=== What you have to do ===
Give back an exact copy of the lines from the start of the material through the line bearing "cached (5 MiB).". Include both ends and nothing else.

=== Records supplied ===
▼
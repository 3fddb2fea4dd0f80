//! Cacheability decisions and request identity keys.

use sha2::{Digest, Sha256};
use url::Url;

use crate::http::{Destination, Method, Request, Response};

/// Responses larger than this are never cached (5 MiB).
pub const MAX_CACHEABLE_BYTES: u64 = 5 * 1024 * 1024;

/// File extensions treated as media regardless of destination.
const MEDIA_EXTENSIONS: &[&str] = &[
  "mp3", "wav", "ogg", "mp4", "webm", "m4a", "flac", "aac", "avi", "mov", "wmv", "mkv",
];

/// Decide whether a response may be stored.
///
/// Rejects anything that is not a complete 200 GET response, anything ranged
/// or partial, media traffic, and oversized bodies. The same verdict gates
/// both the primary write path and background revalidation.
pub fn cacheable(request: &Request, response: &Response) -> bool {
  if request.method != Method::Get {
    return false;
  }
  if response.status != 200 {
    return false;
  }
  // A ranged request or a partial response must never be stored.
  if request.has_header("range") || response.header("content-range").is_some() {
    return false;
  }
  if matches!(
    request.destination,
    Destination::Audio | Destination::Video
  ) {
    return false;
  }
  if has_media_extension(&request.url) {
    return false;
  }
  if response.content_length() > MAX_CACHEABLE_BYTES {
    return false;
  }

  true
}

fn has_media_extension(url: &Url) -> bool {
  let path = url.path().to_lowercase();
  match path.rsplit_once('.') {
    Some((_, ext)) => MEDIA_EXTENSIONS.contains(&ext),
    None => false,
  }
}

/// Stable identity key for a cache entry: SHA-256 over method and URL.
pub fn entry_key(method: Method, url: &Url) -> String {
  let mut hasher = Sha256::new();
  hasher.update(method.as_str().as_bytes());
  hasher.update(b" ");
  hasher.update(url.as_str().as_bytes());
  hex::encode(hasher.finalize())
}
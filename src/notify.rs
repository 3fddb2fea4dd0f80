//! Push payloads, notifications and click routing.

use serde::{Deserialize, Serialize};
use tracing::debug;
use url::Url;

use crate::config::NotificationDefaults;

/// Action identifier for opening the application.
pub const ACTION_OPEN: &str = "open";
/// Action identifier for dismissing the notification.
pub const ACTION_DISMISS: &str = "dismiss";

/// A button on a displayed notification.
#[derive(Debug, Clone, PartialEq, Eq, Serialize, Deserialize)]
pub struct NotificationAction {
  pub action: String,
  pub title: String,
}

/// A notification ready to display. Ephemeral; never persisted.
#[derive(Debug, Clone, PartialEq)]
pub struct PushNotification {
  pub title: String,
  pub body: String,
  pub icon: String,
  pub badge: String,
  pub tag: String,
  pub data: serde_json::Value,
  pub actions: Vec<NotificationAction>,
}

/// The fields a push payload may carry.
#[derive(Debug, Default, Deserialize)]
struct PushPayload {
  title: Option<String>,
  body: Option<String>,
  icon: Option<String>,
  badge: Option<String>,
  tag: Option<String>,
  data: Option<serde_json::Value>,
}

/// Build a displayable notification from an inbound push payload.
///
/// The payload is parsed as JSON and merged over the configured defaults; a
/// payload that is not JSON becomes the notification body verbatim. An absent
/// payload yields the defaults unchanged.
pub fn build_notification(
  payload: Option<&[u8]>,
  defaults: &NotificationDefaults,
) -> PushNotification {
  let parsed = match payload {
    None => PushPayload::default(),
    Some(bytes) => match serde_json::from_slice::<PushPayload>(bytes) {
      Ok(p) => p,
      Err(_) => PushPayload {
        body: Some(String::from_utf8_lossy(bytes).into_owned()),
        ..PushPayload::default()
      },
    },
  };

  PushNotification {
    title: parsed.title.unwrap_or_else(|| defaults.title.clone()),
    body: parsed.body.unwrap_or_else(|| defaults.body.clone()),
    icon: parsed.icon.unwrap_or_else(|| defaults.icon.clone()),
    badge: parsed.badge.unwrap_or_else(|| defaults.badge.clone()),
    tag: parsed.tag.unwrap_or_else(|| defaults.tag.clone()),
    data: parsed.data.unwrap_or(serde_json::Value::Null),
    actions: vec![
      NotificationAction {
        action: ACTION_OPEN.to_string(),
        title: "Open".to_string(),
      },
      NotificationAction {
        action: ACTION_DISMISS.to_string(),
        title: "Dismiss".to_string(),
      },
    ],
  }
}

// ============================================================================
// Client windows
// ============================================================================

/// An open application window known to the worker.
#[derive(Debug, Clone)]
pub struct ClientWindow {
  pub id: String,
  pub url: Url,
  pub focused: bool,
}

/// Registry of open application windows.
#[derive(Debug, Default)]
pub struct ClientRegistry {
  windows: Vec<ClientWindow>,
  next_id: u64,
}

impl ClientRegistry {
  pub fn new() -> Self {
    Self::default()
  }

  /// Register an already-open window.
  pub fn add_window(&mut self, url: Url) -> String {
    let id = self.allocate_id();
    self.windows.push(ClientWindow {
      id: id.clone(),
      url,
      focused: false,
    });
    id
  }

  /// Open a new window, focused.
  pub fn open_window(&mut self, url: Url) -> String {
    let id = self.allocate_id();
    for window in &mut self.windows {
      window.focused = false;
    }
    self.windows.push(ClientWindow {
      id: id.clone(),
      url,
      focused: true,
    });
    id
  }

  /// Focus the first window whose URL contains the given path.
  pub fn focus_matching(&mut self, path: &str) -> Option<String> {
    let id = self
      .windows
      .iter()
      .find(|w| w.url.as_str().contains(path))?
      .id
      .clone();

    for window in &mut self.windows {
      window.focused = window.id == id;
    }
    Some(id)
  }

  pub fn windows(&self) -> &[ClientWindow] {
    &self.windows
  }

  fn allocate_id(&mut self) -> String {
    self.next_id += 1;
    format!("client-{}", self.next_id)
  }
}

/// What a notification click resulted in.
#[derive(Debug, Clone, PartialEq, Eq)]
pub enum ClickOutcome {
  /// The dismiss action was chosen; nothing else happens.
  Dismissed,
  /// An existing window was focused.
  Focused(String),
  /// A new window was opened at the application entry point.
  Opened(String),
}

/// Route a notification click back into the application.
pub fn route_click(action: &str, registry: &mut ClientRegistry, app_url: &Url) -> ClickOutcome {
  if action == ACTION_DISMISS {
    debug!("notification dismissed");
    return ClickOutcome::Dismissed;
  }

  if let Some(id) = registry.focus_matching(app_url.path()) {
    debug!(client = %id, "focused existing window");
    return ClickOutcome::Focused(id);
  }

  let id = registry.open_window(app_url.clone());
  debug!(client = %id, "opened new window");
  ClickOutcome::Opened(id)
}

#[cfg(test)]
mod tests {
  use super::*;

  fn defaults() -> NotificationDefaults {
    NotificationDefaults::default()
  }

  #[test]
  fn json_payload_merges_over_defaults() {
    let notification =
      build_notification(Some(br#"{"title":"T","body":"B"}"#.as_slice()), &defaults());

    assert_eq!(notification.title, "T");
    assert_eq!(notification.body, "B");
    // Unspecified fields come from the defaults
    assert_eq!(notification.icon, defaults().icon);
    assert_eq!(notification.tag, defaults().tag);
  }

  #[test]
  fn unparseable_payload_becomes_the_body() {
    let notification = build_notification(Some(b"hello".as_slice()), &defaults());

    assert_eq!(notification.body, "hello");
    assert_eq!(notification.title, defaults().title);
  }

  #[test]
  fn absent_payload_yields_defaults() {
    let notification = build_notification(None, &defaults());

    assert_eq!(notification.title, defaults().title);
    assert_eq!(notification.body, defaults().body);
  }

  #[test]
  fn notifications_always_carry_both_actions() {
    let notification = build_notification(None, &defaults());
    let actions: Vec<&str> = notification
      .actions
      .iter()
      .map(|a| a.action.as_str())
      .collect();

    assert_eq!(actions, vec![ACTION_OPEN, ACTION_DISMISS]);
  }

  #[test]
  fn dismiss_does_nothing() {
    let mut registry = ClientRegistry::new();
    let app_url = Url::parse("https://support.example.com/index.html").unwrap();

    let outcome = route_click(ACTION_DISMISS, &mut registry, &app_url);
    assert_eq!(outcome, ClickOutcome::Dismissed);
    assert!(registry.windows().is_empty());
  }

  #[test]
  fn open_focuses_a_matching_window() {
    let mut registry = ClientRegistry::new();
    let app_url = Url::parse("https://support.example.com/index.html").unwrap();
    registry.add_window(Url::parse("https://other.example.com/").unwrap());
    let id = registry.add_window(Url::parse("https://support.example.com/index.html#tickets").unwrap());

    let outcome = route_click(ACTION_OPEN, &mut registry, &app_url);
    assert_eq!(outcome, ClickOutcome::Focused(id.clone()));

    let focused: Vec<&ClientWindow> =
      registry.windows().iter().filter(|w| w.focused).collect();
    assert_eq!(focused.len(), 1);
    assert_eq!(focused[0].id, id);
  }

  #[test]
  fn open_without_a_match_opens_a_new_window() {
    let mut registry = ClientRegistry::new();
    let app_url = Url::parse("https://support.example.com/index.html").unwrap();

    let outcome = route_click(ACTION_OPEN, &mut registry, &app_url);
    match outcome {
      ClickOutcome::Opened(id) => {
        assert_eq!(registry.windows().len(), 1);
        assert_eq!(registry.windows()[0].id, id);
        assert!(registry.windows()[0].focused);
      }
      other => panic!("expected Opened, got {:?}", other),
    }
  }
}
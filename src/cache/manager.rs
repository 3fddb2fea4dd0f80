//! Store lifecycle: creation, population, lookup and teardown.

use chrono::Utc;
use color_eyre::{eyre::eyre, Result};
use std::sync::Arc;
use tracing::{debug, info, warn};
use url::Url;

use crate::fetch::Fetcher;
use crate::http::{Method, Request, Response};

use super::backend::{CacheEntry, QuotaExceeded, StoreBackend};
use super::verdict;

/// The two roles a store can play.
#[derive(Debug, Clone, Copy, PartialEq, Eq)]
pub enum StoreRole {
  /// Populated once at install from the manifest; immutable until the next
  /// version.
  Precache,
  /// Populated lazily from responses observed at runtime.
  Dynamic,
}

/// Owns named, versioned cache stores over a storage backend.
///
/// At most one store per role is current; every other store sharing the
/// prefix belongs to an older deployment and is only ever deleted.
pub struct CacheStoreManager<B: StoreBackend> {
  backend: Arc<B>,
  prefix: String,
  version: String,
}

impl<B: StoreBackend> CacheStoreManager<B> {
  pub fn new(backend: B, prefix: &str, version: &str) -> Self {
    Self {
      backend: Arc::new(backend),
      prefix: prefix.to_string(),
      version: version.to_string(),
    }
  }

  /// The active version tag.
  pub fn version_tag(&self) -> &str {
    &self.version
  }

  /// Current store name for a role.
  pub fn store_name(&self, role: StoreRole) -> String {
    match role {
      StoreRole::Precache => format!("{}-v{}", self.prefix, self.version),
      StoreRole::Dynamic => format!("{}-dynamic-v{}", self.prefix, self.version),
    }
  }

  /// Populate the precache from the install manifest.
  ///
  /// All manifest URLs are fetched concurrently; any failure (network error,
  /// non-200 status, or a partial response) fails the whole install attempt
  /// so the host retries it later. Precache writes skip the media and size
  /// checks of the cacheability verdict - the manifest is trusted first-party
  /// content - but a partial response is never stored, anywhere.
  pub async fn initialize<F: Fetcher + ?Sized>(&self, fetcher: &F, manifest: &[Url]) -> Result<()> {
    let store = self.store_name(StoreRole::Precache);
    self.backend.open_store(&store)?;

    let fetches = manifest.iter().map(|url| async move {
      let request = Request::get(url.clone());
      let response = fetcher
        .fetch(&request)
        .await
        .map_err(|e| eyre!("Manifest fetch failed for {}: {}", url, e))?;

      if response.status != 200 {
        return Err(eyre!(
          "Manifest fetch for {} returned status {}",
          url,
          response.status
        ));
      }

      if response.header("content-range").is_some() {
        return Err(eyre!("Manifest fetch for {} returned a partial response", url));
      }

      Ok::<(Url, Response), color_eyre::Report>((url.clone(), response))
    });

    let fetched = futures::future::try_join_all(fetches).await?;

    for (url, response) in fetched {
      let key = verdict::entry_key(Method::Get, &url);
      let entry = CacheEntry {
        url: url.to_string(),
        response,
        cached_at: Utc::now(),
      };
      self.backend.put(&store, &key, &entry)?;
    }

    info!(store = %store, assets = manifest.len(), "precache populated");
    Ok(())
  }

  /// Delete every store that is not current for some role.
  ///
  /// Also makes sure both current stores exist, so a worker that activates
  /// after a purge starts from a clean but valid state. Idempotent.
  pub fn reclaim(&self) -> Result<Vec<String>> {
    let current = [
      self.store_name(StoreRole::Precache),
      self.store_name(StoreRole::Dynamic),
    ];

    let mut deleted = Vec::new();
    for name in self.backend.store_names()? {
      if !current.contains(&name) {
        info!(store = %name, "deleting stale cache store");
        self.backend.delete_store(&name)?;
        deleted.push(name);
      }
    }

    for name in &current {
      self.backend.open_store(name)?;
    }

    Ok(deleted)
  }

  /// Look up a stored response for a request.
  ///
  /// The dynamic store is consulted first so a revalidated asset shadows its
  /// precached original. Backend faults are reported as a miss, never as an
  /// error.
  pub fn read(&self, request: &Request) -> Option<CacheEntry> {
    self.read_key(&verdict::entry_key(request.method, &request.url))
  }

  /// Look up a stored response by URL (plain GET identity).
  pub fn read_url(&self, url: &Url) -> Option<CacheEntry> {
    self.read_key(&verdict::entry_key(Method::Get, url))
  }

  fn read_key(&self, key: &str) -> Option<CacheEntry> {
    for role in [StoreRole::Dynamic, StoreRole::Precache] {
      match self.backend.get(&self.store_name(role), key) {
        Ok(Some(entry)) => return Some(entry),
        Ok(None) => {}
        Err(e) => warn!(error = %e, "cache lookup failed, treating as miss"),
      }
    }
    None
  }

  /// Store a response in the dynamic store if the verdict accepts it.
  ///
  /// Never fails: rejected responses are dropped silently, and on quota
  /// exhaustion the whole dynamic store is dropped and recreated empty. The
  /// triggering write is lost so that future writes keep working.
  pub fn write(&self, request: &Request, response: &Response) {
    if !verdict::cacheable(request, response) {
      debug!(url = %request.url, "response not cacheable, skipping");
      return;
    }

    let store = self.store_name(StoreRole::Dynamic);
    let key = verdict::entry_key(request.method, &request.url);
    let entry = CacheEntry {
      url: request.url.to_string(),
      response: response.clone(),
      cached_at: Utc::now(),
    };

    if let Err(e) = self.backend.put(&store, &key, &entry) {
      if e.downcast_ref::<QuotaExceeded>().is_some() {
        warn!(store = %store, "storage quota exceeded, dropping dynamic store");
        if let Err(e) = self
          .backend
          .delete_store(&store)
          .and_then(|_| self.backend.open_store(&store))
        {
          warn!(error = %e, "failed to recreate dynamic store");
        }
        // The triggering write is not retried.
      } else {
        warn!(url = %request.url, error = %e, "cache put failed");
      }
    } else {
      debug!(url = %request.url, "cached");
    }
  }

  /// Delete every store, of any role or version.
  pub fn purge(&self) -> Result<usize> {
    let names = self.backend.store_names()?;
    for name in &names {
      self.backend.delete_store(name)?;
    }

    info!(count = names.len(), "purged all cache stores");
    Ok(names.len())
  }

  /// Names of all existing stores.
  pub fn store_names(&self) -> Result<Vec<String>> {
    self.backend.store_names()
  }

  /// Number of entries in the store for a role.
  pub fn entry_count(&self, role: StoreRole) -> Result<usize> {
    self.backend.entry_count(&self.store_name(role))
  }
}

impl<B: StoreBackend> Clone for CacheStoreManager<B> {
  fn clone(&self) -> Self {
    Self {
      backend: Arc::clone(&self.backend),
      prefix: self.prefix.clone(),
      version: self.version.clone(),
    }
  }
}

#[cfg(test)]
mod tests {
  use super::*;
  use crate::cache::MemoryBackend;

  fn manager(backend: MemoryBackend, version: &str) -> CacheStoreManager<MemoryBackend> {
    CacheStoreManager::new(backend, "helpdesk", version)
  }

  fn get(url: &str) -> Request {
    Request::get(Url::parse(url).unwrap())
  }

  #[test]
  fn write_then_read_roundtrips() {
    let m = manager(MemoryBackend::new(), "1");
    let request = get("https://example.com/styles.css");
    let response = Response::new(200).with_body("body {}");

    m.write(&request, &response);

    let entry = m.read(&request).unwrap();
    assert_eq!(entry.response.body, b"body {}");
  }

  #[test]
  fn rejected_responses_are_never_written() {
    let m = manager(MemoryBackend::new(), "1");
    let request = get("https://example.com/clip.mp3");

    m.write(&request, &Response::new(200).with_body("audio"));

    assert!(m.read(&request).is_none());
    assert_eq!(m.entry_count(StoreRole::Dynamic).unwrap(), 0);
  }

  #[test]
  fn reclaim_deletes_only_stale_versions() {
    let backend = MemoryBackend::new();
    backend.open_store("helpdesk-v1").unwrap();
    backend.open_store("helpdesk-dynamic-v1").unwrap();

    let m = manager(backend, "2");
    let deleted = m.reclaim().unwrap();

    assert_eq!(
      deleted,
      vec!["helpdesk-dynamic-v1".to_string(), "helpdesk-v1".to_string()]
    );
    assert_eq!(
      m.store_names().unwrap(),
      vec![
        "helpdesk-dynamic-v2".to_string(),
        "helpdesk-v2".to_string()
      ]
    );

    // Running again with no version change deletes nothing extra
    assert!(m.reclaim().unwrap().is_empty());
  }

  #[test]
  fn quota_exhaustion_drops_and_recreates_the_dynamic_store() {
    let m = manager(MemoryBackend::with_entry_cap(1), "1");

    let first = get("https://example.com/one.css");
    m.write(&first, &Response::new(200).with_body("one"));
    assert!(m.read(&first).is_some());

    // Second distinct key trips the cap; the store is dropped, the write lost
    let second = get("https://example.com/two.css");
    m.write(&second, &Response::new(200).with_body("two"));
    assert!(m.read(&first).is_none());
    assert!(m.read(&second).is_none());
    assert_eq!(m.entry_count(StoreRole::Dynamic).unwrap(), 0);

    // The recreated store accepts future writes
    m.write(&second, &Response::new(200).with_body("two"));
    assert!(m.read(&second).is_some());
  }

  #[test]
  fn purge_leaves_a_recreatable_state() {
    let m = manager(MemoryBackend::new(), "1");
    m.write(
      &get("https://example.com/a.css"),
      &Response::new(200).with_body("a"),
    );

    assert_eq!(m.purge().unwrap(), 1);
    assert!(m.store_names().unwrap().is_empty());

    m.write(
      &get("https://example.com/a.css"),
      &Response::new(200).with_body("a"),
    );
    assert!(m.read(&get("https://example.com/a.css")).is_some());
  }
}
▲
=== Finished task ===
repository 3fddb2fea4dd0f80
//! Cacheability decisions and request identity keys.

use sha2::{Digest, Sha256};
use url::Url;

use crate::http::{Destination, Method, Request, Response};

/// Responses larger than this are never cached (5 MiB).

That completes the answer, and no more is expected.